Il marche encore toujours avec nous, il nous trouve encore toujours inquiets et découragés, il a encore toujours le pouvoir de nous rendre voyants. Mais avec tout cela nous n'avons encore dit que la moitié; le témoignage néo‑testamentaire serait faussé, si on voulait s'en tenir uniquement à cela.

 

L'expérience du Ressuscité est tout autre chose que la simple rencontre avec un homme appartenant à notre histoire; il ne faudrait surtout pas la réduire à des conversations de table et à des souvenirs, qui auraient finalement donné consistance à l'idée qu'il était vivant et que sa cause continuait.

 

Une telle explication ramène l'événement à un niveau simplement humain et le vide de l'essentiel.

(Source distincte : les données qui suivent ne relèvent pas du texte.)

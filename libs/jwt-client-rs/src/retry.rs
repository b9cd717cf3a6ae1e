use std::time::Duration;

use rand::Rng;

use crate::transport::{Method, TransportError};

/// When and how often a transport retries a failed attempt.
#[derive(Debug, Clone, PartialEq, Eq)]
pub struct RetryPolicy {
    /// Maximum number of retries after the first attempt
    pub limit: u32,
    pub methods: Vec<Method>,
    pub status_codes: Vec<u16>,
    pub error_codes: Vec<String>,
    /// Delay before the first retry; doubled for each following one
    pub backoff_base: Duration,
    /// Upper bound of the random delay added to each backoff
    pub max_jitter: Duration,
}

impl Default for RetryPolicy {
    fn default() -> Self {
        Self {
            limit: 2,
            methods: vec![
                Method::Get,
                Method::Put,
                Method::Head,
                Method::Delete,
                Method::Options,
            ],
            status_codes: vec![408, 413, 429, 500, 502, 503, 504, 521, 522, 524],
            error_codes: [
                "ETIMEDOUT",
                "ECONNRESET",
                "EADDRINUSE",
                "ECONNREFUSED",
                "EPIPE",
                "ENOTFOUND",
                "ENETUNREACH",
                "EAI_AGAIN",
            ]
            .iter()
            .map(|c| c.to_string())
            .collect(),
            backoff_base: Duration::from_secs(1),
            max_jitter: Duration::from_millis(100),
        }
    }
}

impl RetryPolicy {
    /// A policy that never retries.
    pub fn none() -> Self {
        Self {
            limit: 0,
            ..Self::default()
        }
    }

    /// Whether retry number `retry_count` (1-based) may follow `error`.
    pub fn should_retry(&self, method: Method, error: &TransportError, retry_count: u32) -> bool {
        if retry_count > self.limit || !self.methods.contains(&method) {
            return false;
        }

        if let Some(status) = error.effective_status() {
            return self.status_codes.contains(&status);
        }

        error
            .effective_code()
            .is_some_and(|code| self.error_codes.iter().any(|c| *c == code))
    }

    /// Exponential backoff with jitter before retry number `retry_count`.
    pub fn delay(&self, retry_count: u32) -> Duration {
        let exponent = retry_count.saturating_sub(1).min(16);
        let base = self.backoff_base.saturating_mul(1 << exponent);
        let jitter_ms = self.max_jitter.as_millis() as u64;
        if jitter_ms == 0 {
            return base;
        }
        base + Duration::from_millis(rand::thread_rng().gen_range(0..jitter_ms))
    }
}
//! Type-safe price representation using decimal arithmetic.

use core::fmt;

use rust_decimal::Decimal;
use serde::{Deserialize, Serialize};

/// A price with currency information.
#[derive(Debug, Clone, Copy, PartialEq, Eq, Serialize, Deserialize)]
pub struct Price {
    /// Amount in the currency's standard unit (e.g., dollars, not cents).
    pub amount: Decimal,
    /// ISO 4217 currency code.
    pub currency_code: CurrencyCode,
}

impl Price {
    /// Create a new price.
    #[must_use]
    pub const fn new(amount: Decimal, currency_code: CurrencyCode) -> Self {
        Self {
            amount,
            currency_code,
        }
    }

    /// A whole-dollar USD price.
    #[must_use]
    pub fn usd(dollars: i64) -> Self {
        Self::new(Decimal::from(dollars), CurrencyCode::USD)
    }

    /// A zero amount in the given currency.
    #[must_use]
    pub const fn zero(currency_code: CurrencyCode) -> Self {
        Self::new(Decimal::ZERO, currency_code)
    }

    /// Add two prices.
    ///
    /// Returns `None` when the currencies differ.
    #[must_use]
    pub fn checked_add(self, other: Self) -> Option<Self> {
        if self.currency_code != other.currency_code {
            return None;
        }
        Some(Self::new(self.amount + other.amount, self.currency_code))
    }
}

/// Formats as symbol plus two decimal places, e.g. `$89.00`.
impl fmt::Display for Price {
    fn fmt(&self, f: &mut fmt::Formatter<'_>) -> fmt::Result {
        write!(f, "{}{:.2}", self.currency_code.symbol(), self.amount)
    }
}

/// ISO 4217 currency codes.
#[derive(Debug, Clone, Copy, PartialEq, Eq, Hash, Serialize, Deserialize, Default)]
pub enum CurrencyCode {
    #[default]
    USD,
    EUR,
    GBP,
    CAD,
    AUD,
}

impl CurrencyCode {
    /// Display symbol for the currency.
    #[must_use]
    pub const fn symbol(self) -> &'static str {
        match self {
            Self::USD | Self::CAD | Self::AUD => "$",
            Self::EUR => "€",
            Self::GBP => "£",
        }
    }
}
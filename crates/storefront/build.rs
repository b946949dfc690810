//! Build script for storefront crate.
//!
//! Fingerprints the stylesheet so it can be served with immutable caching.

use std::env;
use std::fs;
use std::path::Path;

use sha2::{Digest, Sha256};

fn main() {
    hash_css();
}

/// Hash main.css and copy it to `static/css/derived/main.<hash>.css`.
///
/// Sets `CSS_HASH` for use with `env!("CSS_HASH")`.
fn hash_css() {
    let manifest_dir =
        env::var("CARGO_MANIFEST_DIR").expect("CARGO_MANIFEST_DIR must be set by Cargo");
    let css_path = Path::new(&manifest_dir).join("static/css/main.css");

    println!("cargo:rerun-if-changed={}", css_path.display());

    let content = match fs::read(&css_path) {
        Ok(content) => content,
        Err(e) => {
            println!("cargo:warning=Could not read main.css: {e}");
            println!("cargo:rustc-env=CSS_HASH=");
            return;
        }
    };

    let digest = format!("{:x}", Sha256::digest(&content));
    let short_hash = digest.get(..8).unwrap_or(&digest);

    println!("cargo:rustc-env=CSS_HASH={short_hash}");

    let derived_dir = Path::new(&manifest_dir).join("static/css/derived");
    fs::create_dir_all(&derived_dir).expect("Failed to create derived CSS directory");
    fs::copy(&css_path, derived_dir.join(format!("main.{short_hash}.css")))
        .expect("Failed to copy CSS to derived directory");
}
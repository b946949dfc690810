//! Integration test harness for the MINIMAL storefront.
//!
//! Tests drive the real router in-process with `tower::ServiceExt::oneshot`,
//! so no server or port is needed. A [`TestApp`] keeps a cookie jar and
//! replays it on every request the way a browser would.
//!
//! ```rust,ignore
//! let mut app = TestApp::new();
//! let resp = app.post_form("/cart/add", &[("product_id", "1")]).await;
//! assert_eq!(resp.location.as_deref(), Some("/"));
//! ```

#![allow(clippy::expect_used, clippy::missing_panics_doc)]

use std::path::PathBuf;
use std::time::Duration;

use axum::{
    Router,
    body::Body,
    http::{HeaderMap, Request, StatusCode, header},
};
use tower::ServiceExt;
use tower_sessions::cookie::{Cookie, CookieJar};

pub use minimal_store_storefront::middleware::session::SESSION_COOKIE_NAME as SESSION_COOKIE;
use minimal_store_storefront::{app, config::StoreConfig, state::AppState};

/// A fully-read response.
#[derive(Debug)]
pub struct TestResponse {
    pub status: StatusCode,
    pub headers: HeaderMap,
    pub location: Option<String>,
    pub body: String,
}

/// In-process storefront with a cookie jar.
///
/// Clones share the same session store and start with the same cookies, which
/// lets a test fire overlapping requests as the same visitor.
#[derive(Clone)]
pub struct TestApp {
    router: Router,
    jar: CookieJar,
}

impl Default for TestApp {
    fn default() -> Self {
        Self::new()
    }
}

impl TestApp {
    /// Storefront with default configuration and no checkout delay.
    #[must_use]
    pub fn new() -> Self {
        Self::with_checkout_delay(Duration::ZERO)
    }

    /// Storefront with the given simulated checkout delay.
    #[must_use]
    pub fn with_checkout_delay(delay: Duration) -> Self {
        Self::with_config(StoreConfig {
            checkout_delay: delay,
            static_dir: static_dir(),
            ..StoreConfig::default()
        })
    }

    #[must_use]
    pub fn with_config(config: StoreConfig) -> Self {
        Self {
            router: app(AppState::new(config)),
            jar: CookieJar::new(),
        }
    }

    /// The session cookie value, once the server has issued one.
    #[must_use]
    pub fn session_cookie(&self) -> Option<&str> {
        self.jar.get(SESSION_COOKIE).map(Cookie::value)
    }

    /// Forget every cookie, as a new visitor would arrive without any.
    pub fn clear_cookies(&mut self) {
        self.jar = CookieJar::new();
    }

    pub async fn get(&mut self, uri: &str) -> TestResponse {
        let request = self
            .request("GET", uri)
            .body(Body::empty())
            .expect("valid request");
        self.send(request).await
    }

    /// POST an `application/x-www-form-urlencoded` body.
    pub async fn post_form(&mut self, uri: &str, fields: &[(&str, &str)]) -> TestResponse {
        let body = url::form_urlencoded::Serializer::new(String::new())
            .extend_pairs(fields)
            .finish();
        let request = self
            .request("POST", uri)
            .header(header::CONTENT_TYPE, "application/x-www-form-urlencoded")
            .body(Body::from(body))
            .expect("valid request");
        self.send(request).await
    }

    fn request(&self, method: &str, uri: &str) -> axum::http::request::Builder {
        let builder = Request::builder().method(method).uri(uri);
        let cookies: Vec<String> = self
            .jar
            .iter()
            .map(|cookie| cookie.stripped().to_string())
            .collect();
        if cookies.is_empty() {
            builder
        } else {
            builder.header(header::COOKIE, cookies.join("; "))
        }
    }

    async fn send(&mut self, request: Request<Body>) -> TestResponse {
        let response = self
            .router
            .clone()
            .oneshot(request)
            .await
            .expect("router is infallible");

        self.store_cookies(response.headers());

        let status = response.status();
        let headers = response.headers().clone();
        let location = headers
            .get(header::LOCATION)
            .and_then(|v| v.to_str().ok())
            .map(ToString::to_string);
        let bytes = axum::body::to_bytes(response.into_body(), usize::MAX)
            .await
            .expect("readable body");

        TestResponse {
            status,
            headers,
            location,
            body: String::from_utf8_lossy(&bytes).into_owned(),
        }
    }

    /// Apply `Set-Cookie` headers; an expired cookie is dropped from the jar.
    fn store_cookies(&mut self, headers: &HeaderMap) {
        let parsed = headers
            .get_all(header::SET_COOKIE)
            .iter()
            .filter_map(|v| v.to_str().ok())
            .filter_map(|v| Cookie::parse(v.to_owned()).ok());

        for cookie in parsed {
            if cookie.max_age().is_some_and(|age| age.is_zero()) {
                self.jar.remove(Cookie::new(cookie.name().to_owned(), ""));
            } else {
                self.jar.add(cookie);
            }
        }
    }
}

/// Static assets of the storefront crate, independent of the working directory.
#[must_use]
pub fn static_dir() -> PathBuf {
    PathBuf::from(env!("CARGO_MANIFEST_DIR")).join("../storefront/static")
}
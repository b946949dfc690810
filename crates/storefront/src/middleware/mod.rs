//! HTTP middleware stack for storefront.
//!
//! # Middleware Order (outermost first)
//!
//! 1. Sentry layers (capture errors, added in `main`)
//! 2. `TraceLayer` (request span)
//! 3. Request ID (add unique ID to each request)
//! 4. Session layer (tower-sessions with in-memory store)
//! 5. Security headers (CSP, frame denial, etc.)

pub mod request_id;
pub mod security_headers;
pub mod session;

pub use request_id::request_id_middleware;
pub use security_headers::security_headers_middleware;
pub use session::create_session_layer;
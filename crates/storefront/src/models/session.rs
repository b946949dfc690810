//! Session keys for per-visitor screen state.
//!
//! Each screen keeps its interface state under its own key. Nothing here
//! outlives the session.

/// Session keys.
pub mod keys {
    /// Key for the catalog cart (`minimal_store_core::Cart`).
    pub const CART: &str = "cart";

    /// Key for the detail screen's gallery and quantity
    /// (`minimal_store_core::DetailState`).
    pub const PRODUCT_DETAIL: &str = "product_detail";

    /// Key for the checkout form and submission phase
    /// (`minimal_store_core::CheckoutFlow`).
    pub const CHECKOUT: &str = "checkout";
}
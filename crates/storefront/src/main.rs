//! `minimal-store` binary.
//!
//! Loads [`StoreConfig`] from the environment, wires up Sentry and logging,
//! and serves the MINIMAL storefront until Ctrl+C or SIGTERM. All visitor
//! state is held in memory, so a restart empties every cart.
//!
//! ```text
//! STORE_PORT=8080 STORE_CHECKOUT_DELAY_MS=500 cargo run -p minimal-store-storefront
//! ```

#![cfg_attr(not(test), forbid(unsafe_code))]

use std::borrow::Cow;

use minimal_store_storefront::{app, config::StoreConfig, state::AppState};
use sentry::integrations::tracing as sentry_tracing;
use tracing_subscriber::{EnvFilter, layer::SubscriberExt, util::SubscriberInitExt};

/// Log filter used when `RUST_LOG` is unset.
const DEFAULT_LOG_FILTER: &str = "minimal_store_storefront=info,minimal_store=info,tower_http=debug";

/// Start Sentry when a DSN is configured. The guard flushes on drop.
fn init_sentry(config: &StoreConfig) -> Option<sentry::ClientInitGuard> {
    let dsn = config.sentry_dsn.as_deref()?;

    let options = sentry::ClientOptions {
        release: sentry::release_name!(),
        environment: config.sentry_environment.clone().map(Cow::Owned),
        sample_rate: config.sentry_sample_rate,
        traces_sample_rate: config.sentry_traces_sample_rate,
        attach_stacktrace: true,
        ..Default::default()
    };

    Some(sentry::init((dsn, options)))
}

/// Warnings and errors become Sentry events; info and debug become breadcrumbs.
fn sentry_event_filter(metadata: &tracing::Metadata<'_>) -> sentry_tracing::EventFilter {
    match *metadata.level() {
        tracing::Level::ERROR | tracing::Level::WARN => sentry_tracing::EventFilter::Event,
        tracing::Level::INFO | tracing::Level::DEBUG => sentry_tracing::EventFilter::Breadcrumb,
        _ => sentry_tracing::EventFilter::Ignore,
    }
}

fn init_tracing() {
    let env_filter =
        EnvFilter::try_from_default_env().unwrap_or_else(|_| DEFAULT_LOG_FILTER.into());

    tracing_subscriber::registry()
        .with(env_filter)
        .with(tracing_subscriber::fmt::layer())
        .with(sentry_tracing::layer().event_filter(sentry_event_filter))
        .init();
}

#[tokio::main]
async fn main() {
    let config = StoreConfig::from_env().expect("Failed to load configuration");

    // Sentry goes first so the tracing layer has a client to report to
    let sentry_guard = init_sentry(&config);
    init_tracing();

    let addr = config.socket_addr();
    let state = AppState::new(config);
    let config = state.config();

    tracing::info!(
        %addr,
        base_url = %config.base_url,
        secure_cookies = config.secure_cookies(),
        checkout_delay_ms = u64::try_from(config.checkout_delay.as_millis()).unwrap_or(u64::MAX),
        static_dir = %config.static_dir.display(),
        products = state.catalog().products().len(),
        sentry = sentry_guard.is_some(),
        "Starting MINIMAL storefront"
    );

    let router = app(state)
        .layer(sentry_tower::NewSentryLayer::new_from_top())
        .layer(sentry_tower::SentryHttpLayer::new().enable_transaction());

    let listener = tokio::net::TcpListener::bind(addr)
        .await
        .expect("Failed to bind to address");

    axum::serve(listener, router)
        .with_graceful_shutdown(shutdown_signal())
        .await
        .expect("Server error");

    tracing::info!("Storefront stopped; in-memory sessions discarded");
}

/// Resolve on Ctrl+C, or SIGTERM on unix.
async fn shutdown_signal() {
    let ctrl_c = async {
        tokio::signal::ctrl_c()
            .await
            .expect("Failed to install Ctrl+C handler");
    };

    #[cfg(unix)]
    let terminate = async {
        tokio::signal::unix::signal(tokio::signal::unix::SignalKind::terminate())
            .expect("Failed to install signal handler")
            .recv()
            .await;
    };

    #[cfg(not(unix))]
    let terminate = std::future::pending::<()>();

    tokio::select! {
        () = ctrl_c => tracing::info!("Ctrl+C received, draining requests"),
        () = terminate => tracing::info!("SIGTERM received, draining requests"),
    }
}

Les récits de la résurrection sont autre chose et bien plus que des scènes liturgiques travesties: ils manifestent l'événement fondamental sur lequel repose toute la liturgie chrétienne.

 

Ils attestent un événement qui n'a pas pris naissance dans le coeur des disciples, qui s'est présenté au contraire à eux du dehors, et les a convaincus malgré leur doute: le Seigneur est vraiment ressuscité.

 

Celui qui était dans la tombe n'y est plus, il vit ‑ lui‑même réellement. Lui qui était passé dans l'autre monde, dans le monde de Dieu, s'est montré cependant assez puissant pour leur prouver de façon tangible qu'il était lui‑même à nouveau présent en face d'eux, qu'en lui la puissance de l'amour s'était avérée plus forte que la puissance de la mort.